Stress states near active fault zones are key to understand their seismogenic setting, geodynamic evolution and future seismic activity. The Longmen Shan Fault Belt (LSFB) is a prominent fault zone that has had a long history of activity and major recent earthquakes in the eastern Tibetan Plateau. However, we have no records of major events prior to the 2008 Wenchuan earthquake, and this hinders progress in understanding both the past and future seismicity of the LSFB. A Late Triassic pseudotachylyte, recently discovered and dated, provides an opportunity to compare modern stress states with those acting ca. 230 Ma ago. Here we use a new paleoseismological approach, based on the magnetic fabric of the fault rocks, to determine the focal mechanism of Late Triassic seismic events, each recorded in pseudotachylyte veins at the Bajiaomiao outcrop.
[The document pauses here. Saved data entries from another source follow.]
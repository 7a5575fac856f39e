//! # downmark
//!
//! A parser for a constrained, CRLF-delimited Markdown dialect that produces an HTML
//! element tree, plus the serializers that render that tree back to text.
//!
//! ## Testing
//!
//! Tree-shape assertions live in the [testing module](downmark::testing).

pub mod downmark;

pub use downmark::api::{
    markdown_to_html, parse_body, parse_body_with, parse_document, parse_document_with, Converter,
};
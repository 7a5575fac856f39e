//! Item and Content - the two shapes a tree entry can take
//!
//! Every entry in the output tree is either an element ([`Node`]) or a run of raw text
//! ([`Content`]). There are no other variants, and all consumers match exhaustively.

use serde::Serialize;

use super::node::Node;

/// A single entry in the HTML tree
#[derive(Debug, Clone, PartialEq, Eq, Serialize)]
#[serde(tag = "type", rename_all = "lowercase")]
pub enum Item {
    Node(Node),
    Content(Content),
}

impl Item {
    /// Shorthand for a text item
    pub fn text(text: impl Into<String>) -> Self {
        Item::Content(Content::new(text))
    }

    pub fn as_node(&self) -> Option<&Node> {
        match self {
            Item::Node(node) => Some(node),
            Item::Content(_) => None,
        }
    }

    pub fn as_content(&self) -> Option<&Content> {
        match self {
            Item::Content(content) => Some(content),
            Item::Node(_) => None,
        }
    }

    /// Short label used by assertion messages and the treeviz format
    pub fn label(&self) -> String {
        match self {
            Item::Node(node) => format!("<{}>", node.name()),
            Item::Content(content) => format!("{:?}", content.text()),
        }
    }
}

impl From<Node> for Item {
    fn from(node: Node) -> Self {
        Item::Node(node)
    }
}

impl From<Content> for Item {
    fn from(content: Content) -> Self {
        Item::Content(content)
    }
}

/// A contiguous run of text that contains no markup
#[derive(Debug, Clone, PartialEq, Eq, Serialize)]
pub struct Content {
    text: String,
}

impl Content {
    pub fn new(text: impl Into<String>) -> Self {
        Content { text: text.into() }
    }

    pub fn text(&self) -> &str {
        &self.text
    }

    /// Append another run to this one. Only used while merging siblings.
    pub(super) fn push_str(&mut self, text: &str) {
        self.text.push_str(text);
    }
}
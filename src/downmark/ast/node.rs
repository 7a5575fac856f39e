//! Node element
//!
//! A node is an HTML element: a tag name, an ordered attribute list and an optional
//! child list. The child list distinguishes three states that serialize differently:
//!
//! - absent (`None`): a self-closing tag, `<br/>`
//! - present but empty: an explicit open/close pair with no inner lines
//! - present with items: an open/close pair with one indented block per child
//!
//! Children are normalized on construction so that no two adjacent entries are both
//! `Content`. Nodes are never mutated after they are built.

use serde::Serialize;

use super::item::Item;

/// A single `name="value"` pair on a node
///
/// An attribute whose name or value is empty (or whose value is absent) is kept in the
/// list so that ordering is preserved, but renders as nothing.
#[derive(Debug, Clone, PartialEq, Eq, Serialize)]
pub struct Attribute {
    name: String,
    value: Option<String>,
}

impl Attribute {
    pub fn new(name: impl Into<String>, value: Option<String>) -> Self {
        Attribute {
            name: name.into(),
            value,
        }
    }

    pub fn name(&self) -> &str {
        &self.name
    }

    pub fn value(&self) -> Option<&str> {
        self.value.as_deref()
    }

    /// Whether this attribute contributes anything to rendered output
    pub fn is_renderable(&self) -> bool {
        !self.name.is_empty() && self.value.as_deref().is_some_and(|v| !v.is_empty())
    }
}

/// An HTML element
#[derive(Debug, Clone, PartialEq, Eq, Serialize)]
pub struct Node {
    name: String,
    #[serde(skip_serializing_if = "Vec::is_empty")]
    attributes: Vec<Attribute>,
    #[serde(skip_serializing_if = "Option::is_none")]
    children: Option<Vec<Item>>,
}

impl Node {
    /// Create a node with a present but empty child list
    pub fn new(name: impl Into<String>) -> Self {
        Node {
            name: name.into(),
            attributes: Vec::new(),
            children: Some(Vec::new()),
        }
    }

    /// Create a self-closing node (children absent)
    pub fn void(name: impl Into<String>) -> Self {
        Node {
            name: name.into(),
            attributes: Vec::new(),
            children: None,
        }
    }

    /// Create a node from a child sequence, merging adjacent text runs
    pub fn with_children<I>(name: impl Into<String>, children: I) -> Self
    where
        I: IntoIterator<Item = Item>,
    {
        Node {
            name: name.into(),
            attributes: Vec::new(),
            children: Some(merge_content(children)),
        }
    }

    /// Create a node that holds exactly one child
    pub fn with_child(name: impl Into<String>, child: impl Into<Item>) -> Self {
        Self::with_children(name, [child.into()])
    }

    /// Append an attribute, keeping insertion order
    pub fn attribute(mut self, name: impl Into<String>, value: Option<String>) -> Self {
        self.attributes.push(Attribute::new(name, value));
        self
    }

    pub fn name(&self) -> &str {
        &self.name
    }

    pub fn attributes(&self) -> &[Attribute] {
        &self.attributes
    }

    /// Look up the value of the first attribute with the given name
    pub fn attribute_value(&self, name: &str) -> Option<&str> {
        self.attributes
            .iter()
            .find(|a| a.name() == name)
            .and_then(Attribute::value)
    }

    /// The child list, or `None` for a self-closing node
    pub fn children(&self) -> Option<&[Item]> {
        self.children.as_deref()
    }

    pub fn is_self_closing(&self) -> bool {
        self.children.is_none()
    }
}

/// Merge adjacent `Content` entries into single runs, concatenating in order.
///
/// Only direct siblings are merged; the children of nested nodes are left as they are
/// (they were already normalized when those nodes were built).
pub fn merge_content<I>(items: I) -> Vec<Item>
where
    I: IntoIterator<Item = Item>,
{
    let mut merged: Vec<Item> = Vec::new();
    for item in items {
        if let Item::Content(next) = &item {
            if let Some(Item::Content(previous)) = merged.last_mut() {
                previous.push_str(next.text());
                continue;
            }
        }
        merged.push(item);
    }
    merged
}
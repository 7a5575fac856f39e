//! Parsing module for the downmark dialect
//!
//! This module turns source text into a [`ParseTree`](ir::ParseTree):
//! 1. **Blocks**: the document is split into terms on blank lines (two CRLFs) and each
//!    term is classified as header, list, blockquote, fenced code, passthrough HTML or
//!    paragraph, in that order. The first alternative that consumes the whole term wins.
//! 2. **Inlines**: paragraph text is tokenized into formatted spans.
//!
//! Turning the parse tree into HTML items (including re-parsing blockquote content) is the
//! job of the [building module](crate::downmark::building).
//!
//! All grammars are chumsky combinators over `char` input, so every alternative backtracks
//! fully when it fails.

pub mod api;
pub mod blocks;
pub mod combinators;
pub mod html;
pub mod inline;
pub mod ir;

pub use api::parse_blocks;
pub use ir::{Block, ClosingTag, HtmlChild, HtmlElement, ListEntry, ListKind, ParseTree};
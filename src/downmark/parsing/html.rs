//! Passthrough HTML grammar
//!
//! Recognizes literal HTML written directly in the source so it survives conversion:
//!
//! - self-closing: `<name/>`
//! - paired: `<name> children </name>`, where children are nested elements and text runs
//!
//! Whitespace is allowed before the `>` of any tag. Whitespace right after an opening tag
//! or after a nested element is dropped, so indented markup does not produce text runs.
//! The outermost element does not consume anything after its final `>`.
//!
//! The closing tag name is captured rather than checked here; the builder rejects
//! mismatched names with a positioned failure.
//!
//! The element grammar recurses once per open tag. [`excess_nesting`] scans a document
//! with a flat tokenizer first, so over-deep input is rejected before the grammar runs.
//! The scan counts every opening tag without a closing tag so far, including tags in
//! text that later falls back to a paragraph.

use chumsky::prelude::*;
use std::ops::Range;

use super::combinators::{whitespace, ParserError};
use super::ir::{ClosingTag, HtmlChild, HtmlElement};

/// A letter followed by letters, digits, `-` or `_`
pub fn identifier() -> impl Parser<char, String, Error = ParserError> + Clone {
    filter(|c: &char| c.is_alphabetic())
        .chain(filter(|c: &char| c.is_alphanumeric() || *c == '-' || *c == '_').repeated())
        .collect::<String>()
}

/// What a position in the document contributes to tag nesting
#[derive(Debug, Clone, Copy, PartialEq, Eq)]
enum TagEvent {
    Open,
    Close,
    Other,
}

/// Flat tokenizer over a whole document: tags as the element grammar recognizes them,
/// every other character as `Other`. Never fails.
fn tag_events() -> impl Parser<char, Vec<(TagEvent, usize)>, Error = ParserError> {
    let self_closing = just('<')
        .ignore_then(identifier())
        .then_ignore(just('/'))
        .then_ignore(whitespace())
        .then_ignore(just('>'))
        .to(TagEvent::Other);

    let opening = just('<')
        .ignore_then(identifier())
        .then_ignore(whitespace())
        .then_ignore(just('>'))
        .to(TagEvent::Open);

    let closing = just("</")
        .ignore_then(identifier())
        .then_ignore(whitespace())
        .then_ignore(just('>'))
        .to(TagEvent::Close);

    choice((self_closing, opening, closing, any().to(TagEvent::Other)))
        .map_with_span(|event, span: Range<usize>| (event, span.start))
        .repeated()
        .then_ignore(end())
}

/// Character offset of the first opening tag that would leave more than `limit` tags open
pub fn excess_nesting(text: &str, limit: usize) -> Option<usize> {
    let events = tag_events().parse(text).ok()?;
    let mut depth = 0usize;
    for (event, offset) in events {
        match event {
            TagEvent::Open => {
                depth += 1;
                if depth > limit {
                    return Some(offset);
                }
            }
            TagEvent::Close => depth = depth.saturating_sub(1),
            TagEvent::Other => {}
        }
    }
    None
}

/// One passthrough element, possibly containing nested elements
pub fn element() -> impl Parser<char, HtmlElement, Error = ParserError> + Clone {
    recursive(|element| {
        let self_closing = just('<')
            .ignore_then(identifier())
            .then_ignore(just('/'))
            .then_ignore(whitespace())
            .then_ignore(just('>'))
            .map(HtmlElement::self_closing);

        let opening = just('<')
            .ignore_then(identifier())
            .then_ignore(whitespace())
            .then_ignore(just('>'))
            .then_ignore(whitespace());

        let closing = just("</")
            .ignore_then(identifier())
            .then_ignore(whitespace())
            .then_ignore(just('>'))
            .map_with_span(|name, span| ClosingTag { name, span });

        let text = none_of("<")
            .repeated()
            .at_least(1)
            .collect::<String>()
            .map(HtmlChild::Text);

        let child = element
            .then_ignore(whitespace())
            .map(HtmlChild::Element)
            .or(text);

        let paired = opening
            .then(child.repeated())
            .then(closing)
            .map(|((name, children), closing)| HtmlElement::paired(name, children, closing));

        self_closing.or(paired)
    })
    .labelled("html element")
}

#[cfg(test)]
mod tests {
    use super::*;

    fn parse(source: &str) -> Result<HtmlElement, Vec<ParserError>> {
        element().then_ignore(end()).parse(source)
    }

    #[test]
    fn test_identifier() {
        assert_eq!(identifier().parse("h1"), Ok("h1".to_string()));
        assert_eq!(identifier().parse("data-x_y"), Ok("data-x_y".to_string()));
        assert!(identifier().parse("1h").is_err());
    }

    #[test]
    fn test_self_closing() {
        let el = parse("<hr/>").unwrap();
        assert_eq!(el, HtmlElement::self_closing("hr".to_string()));
    }

    #[test]
    fn test_nested_elements() {
        let el = parse("<div><span/></div>").unwrap();
        assert_eq!(el.name, "div");
        assert_eq!(
            el.children,
            Some(vec![HtmlChild::Element(HtmlElement::self_closing(
                "span".to_string()
            ))])
        );
        let closing = el.closing.unwrap();
        assert_eq!(closing.name, "div");
        assert_eq!(closing.span, 12..18);
    }

    #[test]
    fn test_text_children_keep_inner_whitespace() {
        let el = parse("<p>a <b>c</b> d</p>").unwrap();
        let children = el.children.unwrap();
        assert_eq!(children.len(), 3);
        assert_eq!(children[0], HtmlChild::Text("a ".to_string()));
        assert_eq!(children[2], HtmlChild::Text("d".to_string()));
    }

    #[test]
    fn test_indentation_is_dropped() {
        let el = parse("<ul>\r\n  <li>x</li>\r\n  <li>y</li>\r\n</ul>").unwrap();
        let children = el.children.unwrap();
        assert_eq!(children.len(), 2);
        assert!(children
            .iter()
            .all(|c| matches!(c, HtmlChild::Element(e) if e.name == "li")));
    }

    #[test]
    fn test_mismatched_closing_is_captured() {
        let el = parse("<div></span>").unwrap();
        assert_eq!(el.closing.unwrap().name, "span");
    }

    #[test]
    fn test_unterminated_element_fails() {
        assert!(parse("<div>text").is_err());
        assert!(parse("<div>a < b</div>").is_err());
    }

    #[test]
    fn test_excess_nesting_counts_open_tags() {
        assert_eq!(excess_nesting("<a><b><c/></b></a>", 2), None);
        assert_eq!(excess_nesting("<a><b><c></c></b></a>", 2), Some(6));
        // closed siblings do not add up
        assert_eq!(excess_nesting("<a></a><b></b><c></c>", 1), None);
    }

    #[test]
    fn test_excess_nesting_ignores_non_tags() {
        assert_eq!(excess_nesting("1 < 2 and a<-b < > </ >", 0), None);
        assert_eq!(excess_nesting("", 0), None);
        assert_eq!(excess_nesting("x <p>", 0), Some(2));
    }

    #[test]
    fn test_deep_input_is_flagged_without_recursing() {
        let depth = 10_000;
        let source = format!("{}x{}", "<div>".repeat(depth), "</div>".repeat(depth));
        assert_eq!(excess_nesting(&source, 64), Some(64 * 5));
    }

    #[test]
    fn test_outer_element_leaves_trailing_whitespace() {
        assert!(parse("<br/> ").is_err());
        assert!(element().then_ignore(just(' ')).then_ignore(end()).parse("<br/> ").is_ok());
    }
}
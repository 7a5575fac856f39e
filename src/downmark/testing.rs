//! Testing utilities for tree assertions
//!
//! Tests should check the whole shape of a tree rather than counts or single fields.
//! [`assert_item`] provides a fluent API that walks a tree and reports the path of the
//! item that did not match:
//!
//! ```rust-example
//! use downmark::downmark::testing::assert_item;
//!
//! let body = downmark::parse_body("# Title\r\n\r\n*hi*")?;
//! assert_item(&body.into())
//!     .node("body")
//!     .child_count(2)
//!     .child(0, |h1| {
//!         h1.node("h1").only_child(|text| {
//!             text.content("Title");
//!         });
//!     })
//!     .child(1, |p| {
//!         p.node("p").only_child(|em| {
//!             em.node("em");
//!         });
//!     });
//! ```
//!
//! `no_adjacent_content` checks the merging invariant over a whole subtree.

mod testing_assertions;

pub use testing_assertions::{assert_item, ItemAssertion};
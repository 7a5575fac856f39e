//! Format registry for tree serialization
//!
//! Each format implements the `Formatter` trait and can be registered with
//! `FormatRegistry`, then looked up by name (for example from the command line).

use crate::downmark::ast::Item;
use std::collections::HashMap;
use std::fmt;

/// Error that can occur during formatting
#[derive(Debug, Clone, PartialEq)]
pub enum FormatError {
    /// Format not found in registry
    FormatNotFound(String),
    /// Error during serialization
    SerializationError(String),
}

impl fmt::Display for FormatError {
    fn fmt(&self, f: &mut fmt::Formatter<'_>) -> fmt::Result {
        match self {
            FormatError::FormatNotFound(name) => write!(f, "Format '{name}' not found"),
            FormatError::SerializationError(msg) => write!(f, "Serialization error: {msg}"),
        }
    }
}

impl std::error::Error for FormatError {}

/// Trait for tree formatters
pub trait Formatter: Send + Sync {
    /// The name of this format (e.g., "html", "treeviz")
    fn name(&self) -> &str;

    /// Serialize an item (usually the `html` or `body` root) to this format
    fn serialize(&self, item: &Item) -> Result<String, FormatError>;

    /// Optional description of this format
    fn description(&self) -> &str {
        ""
    }
}

/// Registry of formatters, keyed by name
pub struct FormatRegistry {
    formatters: HashMap<String, Box<dyn Formatter>>,
}

impl FormatRegistry {
    /// Create a new empty registry
    pub fn new() -> Self {
        FormatRegistry {
            formatters: HashMap::new(),
        }
    }

    /// Register a formatter, replacing any existing one with the same name
    pub fn register<F: Formatter + 'static>(&mut self, formatter: F) {
        self.formatters
            .insert(formatter.name().to_string(), Box::new(formatter));
    }

    pub fn get(&self, name: &str) -> Option<&dyn Formatter> {
        self.formatters.get(name).map(|f| f.as_ref())
    }

    pub fn has(&self, name: &str) -> bool {
        self.formatters.contains_key(name)
    }

    /// Serialize an item using the named format
    pub fn serialize(&self, item: &Item, format: &str) -> Result<String, FormatError> {
        let formatter = self
            .get(format)
            .ok_or_else(|| FormatError::FormatNotFound(format.to_string()))?;
        formatter.serialize(item)
    }

    /// List all available format names (sorted)
    pub fn list_formats(&self) -> Vec<String> {
        let mut names: Vec<_> = self.formatters.keys().cloned().collect();
        names.sort();
        names
    }

    /// Create a registry with the built-in formatters
    pub fn with_defaults() -> Self {
        let mut registry = Self::new();

        registry.register(super::HtmlFormatter);
        registry.register(super::JsonFormatter);
        registry.register(super::TreevizFormatter);

        registry
    }
}

impl Default for FormatRegistry {
    fn default() -> Self {
        Self::with_defaults()
    }
}

#[cfg(test)]
mod tests {
    use super::*;
    use crate::downmark::ast::Node;

    struct UpperFormatter;
    impl Formatter for UpperFormatter {
        fn name(&self) -> &str {
            "upper"
        }
        fn serialize(&self, item: &Item) -> Result<String, FormatError> {
            Ok(item.label().to_uppercase())
        }
    }

    #[test]
    fn test_registry_creation() {
        let registry = FormatRegistry::new();
        assert!(registry.list_formats().is_empty());
    }

    #[test]
    fn test_defaults_are_registered() {
        let registry = FormatRegistry::default();
        assert_eq!(registry.list_formats(), vec!["html", "json", "treeviz"]);
    }

    #[test]
    fn test_register_and_serialize() {
        let mut registry = FormatRegistry::new();
        registry.register(UpperFormatter);
        assert!(registry.has("upper"));

        let item = Item::Node(Node::new("p"));
        assert_eq!(registry.serialize(&item, "upper"), Ok("<P>".to_string()));
    }

    #[test]
    fn test_unknown_format() {
        let registry = FormatRegistry::with_defaults();
        let item = Item::text("x");
        assert_eq!(
            registry.serialize(&item, "yaml"),
            Err(FormatError::FormatNotFound("yaml".to_string()))
        );
    }
}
The anisotropy of magnetic susceptibility (AMS) of pseudotachylytes and cataclasites arises from the shape-preferred orientation of coseismic neoformed magnetite and monoclinic pyrrhotite, whereas that of protocataclasite arises mainly from the crystallographic preferred orientation of inherited clastic magnetite. The AMS of fault rocks shows well-defined magnetic foliation and lineation. The pseudotachylyte generation vein formed along the plane where seismic slip took place, while the AMS obliquity with respect to this plane indicates seismic slip with ∼248° trend and 38° dip. This result is consistent with the attitude of macroscopically visible subhorizontal striations on the pseudotachylyte plane itself. The consistent asymmetry of multiple injection veins with respect to the pseudotachylyte generation vein, along with the asymmetry of the AMS fabric, shows that seismic deformation resulted from left-lateral, strike-slip motion. This study provides the oldest example, to date, of focal mechanism determination using the AMS method. The kinematics of the Late Triassic event departs from that of the 2008 Wenchuan earthquake thrust motion. Yet, with a displacement estimated between ∼4.4 and 17.4 m, the magnitude of the Late Triassic event was likely Mw 7.5–7.9.